Post-traumatic stress disorder treatment — and even availability of care — differs from base-to- base across the Pacific, according to military officials.

On Okinawa, the U.S. Naval Hospital sees no shortage of mental health providers, according to Cmdr. Gary B. Hoyt, the hospital’s mental health department head.

But at Camp Casey, South Korea, home to a large number of infantry soldiers, positions for a deployment cycle manager and a family counselor have sat vacant for months at different times within the past year, officials said.

Hoyt wrote that while the Defense Department has seen an overall shortage in active-duty, hospital-based mental health providers, the funding for those services is increasing.

The DOD problem is “related specifically to operational deployment needs, and more generally to the increased psychological demands of the global war on terror,” Hoyt stated in an e-mail.

Bonus offers

Camp Casey officials hope cash bonuses will help attract civilian employees to some of their vacancies.

The Army is offering $5,000 bonuses to counselors who sign on at Casey for just one year, said Wayne Johnson, Area I alcohol and drug control officer.

Patients with alcohol and drug problems sometimes tie those problems to post-combat stress, Johnson said.

Johnson says his office typically handles about 50 cases each month.
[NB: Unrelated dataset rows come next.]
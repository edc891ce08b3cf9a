//! Domain error types.
//!
//! Warm-up and degenerate-signal conditions are represented as values
//! (`None` forecasts, zero positions), never as errors. Only structurally
//! invalid input surfaces here.

use chrono::NaiveDate;

/// Top-level error type for voltrader.
#[derive(Debug, thiserror::Error)]
pub enum VoltraderError {
    #[error("data error: {reason}")]
    Data { reason: String },

    #[error("config parse error in {file}: {reason}")]
    ConfigParse { file: String, reason: String },

    #[error("missing config key [{section}] {key}")]
    ConfigMissing { section: String, key: String },

    #[error("invalid config value [{section}] {key}: {reason}")]
    ConfigInvalid {
        section: String,
        key: String,
        reason: String,
    },

    #[error("invalid price for {code} on {date}: {value}")]
    InvalidPrice {
        code: String,
        date: NaiveDate,
        value: f64,
    },

    #[error("bars for {code} are not strictly increasing at {date}")]
    UnorderedBars { code: String, date: NaiveDate },

    #[error("no data for {code} on {exchange}")]
    NoData { code: String, exchange: String },

    #[error("insufficient data for {code} on {exchange}: have {bars} bars, need {minimum}")]
    InsufficientData {
        code: String,
        exchange: String,
        bars: usize,
        minimum: usize,
    },

    #[error(transparent)]
    Io(#[from] std::io::Error),
}

impl From<&VoltraderError> for std::process::ExitCode {
    fn from(err: &VoltraderError) -> Self {
        let code: u8 = match err {
            VoltraderError::Io(_) => 1,
            VoltraderError::ConfigParse { .. }
            | VoltraderError::ConfigMissing { .. }
            | VoltraderError::ConfigInvalid { .. } => 2,
            VoltraderError::Data { .. } => 3,
            VoltraderError::InvalidPrice { .. } | VoltraderError::UnorderedBars { .. } => 4,
            VoltraderError::NoData { .. } | VoltraderError::InsufficientData { .. } => 5,
        };
        std::process::ExitCode::from(code)
    }
}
They have five full-time counselors at Camp Casey and one at Camp Stanley.

Johnson says he expects PTSD counseling in conjunction with substance abuse counseling to increase at Camp Casey.

“I think you’ll see a tremendous impact as it grows over the next few years,” Johnson said. “As soon as they’re getting back from Iraq and Afghanistan, they’re sending them here.”

Treatment methods

Some medical personnel emphasize traditional psychotherapy coupled with medication. Others are trying newer therapies, or in the case of chaplains, combining a spiritual component.
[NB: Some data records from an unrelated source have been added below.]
//! voltrader — volatility-targeting trend backtester.
//!
//! Hexagonal architecture: domain logic in [`domain`], port traits in [`ports`],
//! concrete implementations in [`adapters`].

pub mod domain;
pub mod ports;
pub mod adapters;
pub mod cli;
//! Multi-instrument portfolio combination.
//!
//! Each instrument is backtested independently with its own capital slice;
//! the combined curve is the per-date sum of instrument equities over the
//! union of their timelines. Before an instrument's first mark it contributes
//! its initial capital; after its last mark it carries its final equity.

use std::collections::BTreeSet;

use chrono::NaiveDate;

use crate::domain::report::PerformanceReport;
use crate::domain::simulator::{BacktestResult, EquityPoint, Trade};

/// Combined result across instruments.
#[derive(Debug, Clone)]
pub struct PortfolioResult {
    pub codes: Vec<String>,
    pub equity_curve: Vec<EquityPoint>,
    pub trades: Vec<Trade>,
    pub report: PerformanceReport,
}

/// Combine independent per-instrument runs into one portfolio view.
///
/// `capital_per_instrument` is the starting equity each run was given; it
/// anchors instruments before their first equity point.
pub fn combine_results(
    results: &[BacktestResult],
    capital_per_instrument: f64,
    periods_per_year: f64,
    risk_free_rate: f64,
) -> PortfolioResult {
    let timeline: BTreeSet<NaiveDate> = results
        .iter()
        .flat_map(|r| r.equity_curve.iter().map(|p| p.date))
        .collect();

    let mut equity_curve = Vec::with_capacity(timeline.len());
    let mut cursors = vec![0usize; results.len()];
    let mut last_equity = vec![capital_per_instrument; results.len()];
    let mut last_cash = vec![capital_per_instrument; results.len()];

    for date in timeline {
        for (i, result) in results.iter().enumerate() {
            let curve = &result.equity_curve;
            while cursors[i] < curve.len() && curve[cursors[i]].date <= date {
                last_equity[i] = curve[cursors[i]].equity;
                last_cash[i] = curve[cursors[i]].cash;
                cursors[i] += 1;
            }
        }
        let cash: f64 = last_cash.iter().sum();
        let equity: f64 = last_equity.iter().sum();
        equity_curve.push(EquityPoint {
            date,
            cash,
            market_value: equity - cash,
            equity,
        });
    }

    let mut trades: Vec<Trade> = results.iter().flat_map(|r| r.trades.clone()).collect();
    trades.sort_by(|a, b| a.date.cmp(&b.date).then(a.code.cmp(&b.code)));

    let report =
        PerformanceReport::compute(&equity_curve, &trades, periods_per_year, risk_free_rate);

    PortfolioResult {
        codes: results.iter().map(|r| r.code.clone()).collect(),
        equity_curve,
        trades,
        report,
    }
}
“It’s about reframing the whole experience into a bigger context, not just about prescribing an anti-depressant,” said Capt. Glenn Palmer, a chaplain at Yongsan Garrison, South Korea. “There are deeper issues.”

Palmer said that memories of past trauma — like child abuse — can resurface after traumatic war events, Palmer said.

Palmer said he first saw that when he returned with his unit to Fort Riley, Kan., after two tours in Iraq, and still sees it in South Korea.

In Japan, Yokota Air Base has two staff members trained in exposure therapy, where servicemembers face their anxiety head-on in an attempt to reorient their feelings toward the events.

Exposure therapy is fairly established now among treatments for anxiety and other disorders, health care providers say.

And one of the newest and fastest-growing therapies for post- traumatic stress disorder is eye movement desensitization and reprocessing, or EMDR.

It looks strange at first, practitioners concede: The patient watches moving fingers, a beeping, flashing board of light or some other distraction while discussing a traumatic experience.

However, numerous studies say the method reorients memories in the brain and helps — though doctors are not entirely sure how it works.

Maj. Leo Mora, a family life counselor and chaplain at South Korea’s Yongsan Garrison, trained in the method.

He said he has seen patients overcome their trauma in as little as four to six sessions.

Taking notice

Even care providers with more clinical backgrounds are taking notice of some of the newer methods.

Capt. Christopher Perry, Area I Support psychiatrist at Camp Casey, says he was skeptical but will learn the method because it appears to work.

However, Perry has no plans to give up more traditional psychotherapy combined with medication, when necessary.

Of the roughly 200 patients per month Perry treats, about 10 percent to 20 percent have combat-related issues, he said.

Many of the combat veterans do not have post-combat stress disorder but come back with alcohol and marital problems.

More commonly, Perry says, they come back with raw nerves.

“Units need to understand that many of their leaders are extremely irritable because of their experiences,” Perry said. “At the same time, irritability is having a huge effect on morale and on junior soldiers who haven’t been there.”

When units don’t listen to opinions on training from people who have served in combat, it can further alienate them.

On the flip side, an extremely irritable combat veteran probably can’t effectively communicate his valuable experiences to young soldiers, Perry said.

Stars and Stripes reporters Jennifer Svan and Cindy Fisher contributed to this report.